» **PROBLEM DESCRIPTION**
The answer must consist of every line from the entries that holds the word "button".

» **INFORMATION**
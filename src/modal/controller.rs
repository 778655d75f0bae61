use std::future::Future;
use std::pin::Pin;
use std::sync::{Arc, Mutex, MutexGuard, PoisonError};
use std::task::{Context, Poll};

use thiserror::Error;
use tokio::sync::mpsc::{self, UnboundedReceiver, UnboundedSender};
use tokio::sync::oneshot;
use tracing::{debug, info, warn};

use crate::form::FormRecord;
use crate::modal::FocusHost;

pub type SessionId = u64;

#[derive(Debug, Error, Clone, PartialEq, Eq)]
pub enum ControllerError {
    #[error("a form modal is already open (session {0})")]
    SessionPending(SessionId),
    #[error("no form modal is open")]
    NoActiveSession,
    #[error("the modal host is gone")]
    Detached,
    #[error("the form modal was dropped before it resolved")]
    Dropped,
}

/// Notifications from the controller to the UI, in the order they must be applied.
#[derive(Debug, Clone, PartialEq, Eq)]
pub enum ModalSignal<F> {
    /// Mount the dialog for this session.
    Opened(SessionId),
    /// Unmount the dialog for this session.
    Closed(SessionId),
    /// Move focus back once the closing frame has been drawn.
    RestoreFocus(F),
}

struct Session<F> {
    id: SessionId,
    responder: oneshot::Sender<Option<FormRecord>>,
    restore: F,
}

struct State<F> {
    session: Option<Session<F>>,
    next_id: SessionId,
}

/// Arbitrates the single form modal of the application.
///
/// Cloning yields another handle to the same session state.
pub struct ModalController<F> {
    state: Arc<Mutex<State<F>>>,
    signals: UnboundedSender<ModalSignal<F>>,
}

impl<F> Clone for ModalController<F> {
    fn clone(&self) -> Self {
        Self {
            state: Arc::clone(&self.state),
            signals: self.signals.clone(),
        }
    }
}

impl<F: Clone + Send + 'static> ModalController<F> {
    /// Create a controller and the receiving end the UI listens on.
    pub fn new() -> (Self, UnboundedReceiver<ModalSignal<F>>) {
        let (signals, receiver) = mpsc::unbounded_channel();
        let controller = Self {
            state: Arc::new(Mutex::new(State {
                session: None,
                next_id: 1,
            })),
            signals,
        };
        (controller, receiver)
    }

    /// Open the form modal and return a handle that resolves with the result.
    ///
    /// Only one session may be pending; a second call is rejected with
    /// [`ControllerError::SessionPending`] and leaves the first untouched.
    pub fn open_form_modal<H>(&self, host: &H) -> Result<PendingForm, ControllerError>
    where
        H: FocusHost<Target = F>,
    {
        let mut state = self.lock();
        if let Some(session) = &state.session {
            warn!(session = session.id, "Rejected form modal request, a session is pending");
            return Err(ControllerError::SessionPending(session.id));
        }

        let id = state.next_id;
        self.signals
            .send(ModalSignal::Opened(id))
            .map_err(|_| ControllerError::Detached)?;

        let (responder, receiver) = oneshot::channel();
        state.next_id += 1;
        state.session = Some(Session {
            id,
            responder,
            restore: host.focused(),
        });
        info!(session = id, "Form modal opened");

        Ok(PendingForm {
            session: id,
            receiver,
        })
    }

    /// Resolve the pending session with a validated record.
    pub fn submit(&self, record: FormRecord) -> Result<(), ControllerError> {
        self.resolve(Some(record))
    }

    /// Resolve the pending session without a result.
    pub fn cancel(&self) -> Result<(), ControllerError> {
        self.resolve(None)
    }

    pub fn is_open(&self) -> bool {
        self.lock().session.is_some()
    }

    /// Tear down: a pending session resolves without a result.
    pub fn shutdown(&self) {
        let Some(session) = self.lock().session.take() else {
            return;
        };
        info!(session = session.id, "Form modal closed on shutdown");
        let _ = session.responder.send(None);
        let _ = self.signals.send(ModalSignal::Closed(session.id));
    }

    fn resolve(&self, result: Option<FormRecord>) -> Result<(), ControllerError> {
        // The lock is released before signalling so the UI may re-enter.
        let session = self
            .lock()
            .session
            .take()
            .ok_or(ControllerError::NoActiveSession)?;

        let outcome = if result.is_some() { "submitted" } else { "cancelled" };
        if session.responder.send(result).is_err() {
            debug!(session = session.id, "Caller stopped waiting for the form result");
        }
        info!(session = session.id, outcome, "Form modal closed");

        self.signals
            .send(ModalSignal::Closed(session.id))
            .map_err(|_| ControllerError::Detached)?;
        self.signals
            .send(ModalSignal::RestoreFocus(session.restore))
            .map_err(|_| ControllerError::Detached)
    }

    fn lock(&self) -> MutexGuard<'_, State<F>> {
        self.state.lock().unwrap_or_else(PoisonError::into_inner)
    }
}

/// Awaitable result of [`ModalController::open_form_modal`].
///
/// Yields `Some(record)` on submit and `None` on cancel, exactly once.
#[derive(Debug)]
#[must_use = "the form result is lost unless the pending form is awaited"]
pub struct PendingForm {
    session: SessionId,
    receiver: oneshot::Receiver<Option<FormRecord>>,
}

impl PendingForm {
    pub const fn session(&self) -> SessionId {
        self.session
    }
}

impl Future for PendingForm {
    type Output = Result<Option<FormRecord>, ControllerError>;

    fn poll(mut self: Pin<&mut Self>, cx: &mut Context<'_>) -> Poll<Self::Output> {
        Pin::new(&mut self.receiver)
            .poll(cx)
            .map(|result| result.map_err(|_| ControllerError::Dropped))
    }
}

#[cfg(test)]
mod tests {
    use super::*;
    use crate::form::Position;

    #[derive(Default)]
    struct FakeHost {
        focus: &'static str,
    }

    impl FocusHost for FakeHost {
        type Target = &'static str;

        fn focused(&self) -> Self::Target {
            self.focus
        }

        fn restore_focus(&mut self, target: Self::Target) {
            self.focus = target;
        }
    }

    fn record() -> FormRecord {
        FormRecord {
            name: "Ann".to_string(),
            email: "ann@example.com".to_string(),
            position: Position::Junior,
            github: String::new(),
        }
    }

    fn drain<F>(receiver: &mut UnboundedReceiver<ModalSignal<F>>) -> Vec<ModalSignal<F>> {
        let mut signals = Vec::new();
        while let Ok(signal) = receiver.try_recv() {
            signals.push(signal);
        }
        signals
    }

    #[tokio::test]
    async fn test_cancel_resolves_with_none() {
        let (controller, mut signals) = ModalController::new();
        let host = FakeHost { focus: "open-button" };

        let pending = controller.open_form_modal(&host).unwrap();
        assert!(controller.is_open());
        controller.cancel().unwrap();

        assert_eq!(pending.await, Ok(None));
        assert!(!controller.is_open());
        assert_eq!(
            drain(&mut signals),
            vec![
                ModalSignal::Opened(1),
                ModalSignal::Closed(1),
                ModalSignal::RestoreFocus("open-button"),
            ]
        );
    }

    #[tokio::test]
    async fn test_submit_resolves_with_record() {
        let (controller, _signals) = ModalController::new();
        let pending = controller.open_form_modal(&FakeHost::default()).unwrap();
        controller.submit(record()).unwrap();
        assert_eq!(pending.await, Ok(Some(record())));
    }

    #[tokio::test]
    async fn test_repeated_cancel_resolves_once() {
        let (controller, mut signals) = ModalController::new();
        let pending = controller.open_form_modal(&FakeHost::default()).unwrap();

        controller.cancel().unwrap();
        assert_eq!(controller.cancel(), Err(ControllerError::NoActiveSession));
        assert_eq!(controller.submit(record()), Err(ControllerError::NoActiveSession));

        assert_eq!(pending.await, Ok(None));
        let closed = drain(&mut signals)
            .into_iter()
            .filter(|signal| matches!(signal, ModalSignal::Closed(_)))
            .count();
        assert_eq!(closed, 1);
    }

    #[tokio::test]
    async fn test_second_open_is_rejected() {
        let (controller, _signals) = ModalController::new();
        let host = FakeHost::default();
        let first = controller.open_form_modal(&host).unwrap();

        let second = controller.open_form_modal(&host);
        assert_eq!(second.unwrap_err(), ControllerError::SessionPending(first.session()));
        assert!(controller.is_open());

        controller.submit(record()).unwrap();
        assert_eq!(first.await, Ok(Some(record())));
    }

    #[tokio::test]
    async fn test_sessions_get_fresh_ids() {
        let (controller, _signals) = ModalController::new();
        let host = FakeHost::default();
        let first = controller.open_form_modal(&host).unwrap();
        controller.cancel().unwrap();
        let second = controller.open_form_modal(&host).unwrap();
        assert!(second.session() > first.session());
        controller.cancel().unwrap();
        assert_eq!(second.await, Ok(None));
    }

    #[tokio::test]
    async fn test_focus_target_is_captured_at_open() {
        let (controller, mut signals) = ModalController::new();
        let mut host = FakeHost { focus: "history" };
        let _pending = controller.open_form_modal(&host).unwrap();

        host.restore_focus("dialog");
        controller.cancel().unwrap();

        let restore = drain(&mut signals).into_iter().find_map(|signal| match signal {
            ModalSignal::RestoreFocus(target) => Some(target),
            _ => None,
        });
        assert_eq!(restore, Some("history"));
    }

    #[tokio::test]
    async fn test_open_without_ui_is_detached() {
        let (controller, signals) = ModalController::<&'static str>::new();
        drop(signals);
        let result = controller.open_form_modal(&FakeHost::default());
        assert_eq!(result.unwrap_err(), ControllerError::Detached);
        assert!(!controller.is_open());
    }

    #[tokio::test]
    async fn test_shutdown_resolves_pending_with_none() {
        let (controller, _signals) = ModalController::new();
        let pending = controller.open_form_modal(&FakeHost::default()).unwrap();
        controller.shutdown();
        assert_eq!(pending.await, Ok(None));
        assert!(!controller.is_open());
        controller.shutdown();
    }

    #[tokio::test]
    async fn test_dropped_controller_fails_pending() {
        let (controller, _signals) = ModalController::new();
        let pending = controller.open_form_modal(&FakeHost::default()).unwrap();
        drop(controller);
        assert_eq!(pending.await, Err(ControllerError::Dropped));
    }

    #[tokio::test]
    async fn test_result_is_delivered_to_spawned_caller() {
        let (controller, _signals) = ModalController::new();
        let pending = controller.open_form_modal(&FakeHost::default()).unwrap();
        let caller = tokio::spawn(pending);
        tokio::task::yield_now().await;
        controller.submit(record()).unwrap();
        assert_eq!(caller.await.unwrap(), Ok(Some(record())));
    }
}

» **SOLUTION**
        let host = FakeHost { focus: "open-button" };
                ModalSignal::RestoreFocus("open-button"),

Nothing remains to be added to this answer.